Gürültüsü büyüyecek.
Şehrin yaşanamazlığı büyüyecek.
TOKİ tabutlukları benzeri gökdelenler büyüyecek.
Sorunları büyüyecek.
Daha?
Topoğrafyası tahrip edilecek. Şehir “rahatlama”ya değil “rant”a açılacak…
Uzun yıllardır İstanbul’da yaşayan birisi olarak;
Büyükşehirlerimizin hali ortada… Hayatın yaşanamaz hale geldiği, insanın boğulduğu, her türlü kirliliğin kol gezdiği yadsınamaz bir gerçek…
Ve şimdiden saldırıya hazır ‘rant’ iştahıyla bekleyen “konsorsiyum”lar oluşmaya başlamıştır belki de… Şehre “ihsan” edilen “Büyükşehir” unvanından kaynaklanan ‘rantlar’ bakalım kimlere “ikram” edilecek.
Selîm akılla soralım ve düşünelim?
Bugüne kadar şehrin hangi temel sorunu Malatya ‘Büyükşehir’ olmadığı için çözülemedi?
Kazanılan ne? Büyüyen bürokrasi…
Sadece Malatya’nın ismine, Belediye Başkanı’nın da unvanına “Büyükşehir” takısı eklenecek ! Böylece şehirli de “Büyükşehir”de daha önce şahit olmadığı, yaşamadığı “büyük sorunlar”la birlikte yaşayacak !
Malatya’nın “Büyükşehir” olmasını istemiyor muyum? Böyle bir amacım yok. Bilakis ‘mutlu’da oldum… Ben sadece, Malatya’yı bekleyen risklere, tehlikelere, kaoslara işaret ediyorum... Biliyorum ki; “Hormonal Büyüme” sağlık değil hastalık belirtisi ve taşıyıcısı…
Unutmayın ki şehre yapılacaklar öncelikle “imkân” değil “idrak” gerektirir.
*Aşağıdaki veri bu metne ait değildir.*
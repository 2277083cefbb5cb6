//! Error types for the Freshservice connector.

use thiserror::Error;
use xavyo_connector::error::ConnectorError;

/// Result type alias using `FreshserviceError`.
pub type FreshserviceResult<T> = Result<T, FreshserviceError>;

/// Errors that can occur when talking to the Freshservice API.
#[derive(Debug, Error)]
pub enum FreshserviceError {
    /// Configuration validation error.
    #[error("Configuration error: {0}")]
    Config(String),

    /// HTTP transport error.
    #[error("HTTP error: {0}")]
    Http(#[from] reqwest::Error),

    /// JSON decoding error.
    #[error("JSON error: {0}")]
    Json(#[from] serde_json::Error),

    /// URL parsing error.
    #[error("URL error: {0}")]
    Url(#[from] url::ParseError),

    /// Non-success response not covered by a more specific variant.
    #[error("Freshservice API error: {status} - {message}")]
    Api { status: u16, message: String },

    /// 401, the API key was rejected.
    #[error("Unauthorized: {0}")]
    Unauthorized(String),

    /// 403, the key lacks a required privilege.
    #[error("Permission denied: {0}")]
    Forbidden(String),

    /// Resource not found.
    #[error("Resource not found: {0}")]
    NotFound(String),

    /// 429, quota exhausted. Never retried here.
    #[error("Rate limit exceeded, retry after {retry_after_secs:?} seconds")]
    RateLimited { retry_after_secs: Option<u64> },

    /// 408 from the API.
    #[error("Request timed out: {0}")]
    RequestTimeout(String),

    /// An id that should be numeric was not.
    #[error("Invalid id '{0}'")]
    InvalidId(String),
}

impl FreshserviceError {
    /// Soft errors mark a pagination boundary rather than a failure.
    #[must_use]
    pub fn is_soft(&self) -> bool {
        matches!(self, FreshserviceError::RequestTimeout(_))
    }
}

impl From<FreshserviceError> for ConnectorError {
    fn from(err: FreshserviceError) -> Self {
        match err {
            FreshserviceError::Config(message) => ConnectorError::InvalidConfiguration { message },
            FreshserviceError::Url(e) => ConnectorError::InvalidConfiguration {
                message: e.to_string(),
            },
            FreshserviceError::Http(e) => {
                if e.is_connect() || e.is_timeout() {
                    ConnectorError::connection_failed_with_source("Freshservice request failed", e)
                } else {
                    ConnectorError::operation_failed_with_source("Freshservice request failed", e)
                }
            }
            FreshserviceError::Json(e) => ConnectorError::InvalidData {
                message: format!("unexpected Freshservice response: {e}"),
            },
            FreshserviceError::Api { status, message } if status >= 500 => {
                ConnectorError::TargetUnavailable {
                    message: format!("{status} - {message}"),
                }
            }
            FreshserviceError::Api { status, message } => {
                ConnectorError::operation_failed(format!("{status} - {message}"))
            }
            FreshserviceError::Unauthorized(_) => ConnectorError::AuthenticationFailed,
            FreshserviceError::Forbidden(operation) => {
                ConnectorError::AuthorizationFailed { operation }
            }
            FreshserviceError::NotFound(identifier) => ConnectorError::ObjectNotFound { identifier },
            FreshserviceError::RateLimited { retry_after_secs } => {
                ConnectorError::RateLimited { retry_after_secs }
            }
            FreshserviceError::RequestTimeout(message) => {
                ConnectorError::TargetUnavailable { message }
            }
            FreshserviceError::InvalidId(id) => ConnectorError::InvalidData {
                message: format!("invalid Freshservice id '{id}'"),
            },
        }
    }
}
İşin fayda kısmı…Kıssadan…
İmar düzenlemeleri ve uygulamaları yapılacağından, kentsel bilinç daha hızlı gelişecek ve kentlilik bilinci oluşacaktır. Belediyelerin ayrı ayrı kullandıkları israflar önlenecek, alt yapı meseleleri tek yerden organize edilerek rantabl olarak hizmet sunulurken, rastgele değil nitelik ve nicelik bakımından profesyonel personelin istihdamı ile koordinasyonun düzgünlüğünden yerinde denetim yapılacaktır.
Büyükşehir ola, hayrola!.
Bakmakla görmek aynı şey değil. Biraz idrak, biraz istişare, biraz işi ehil olana verme…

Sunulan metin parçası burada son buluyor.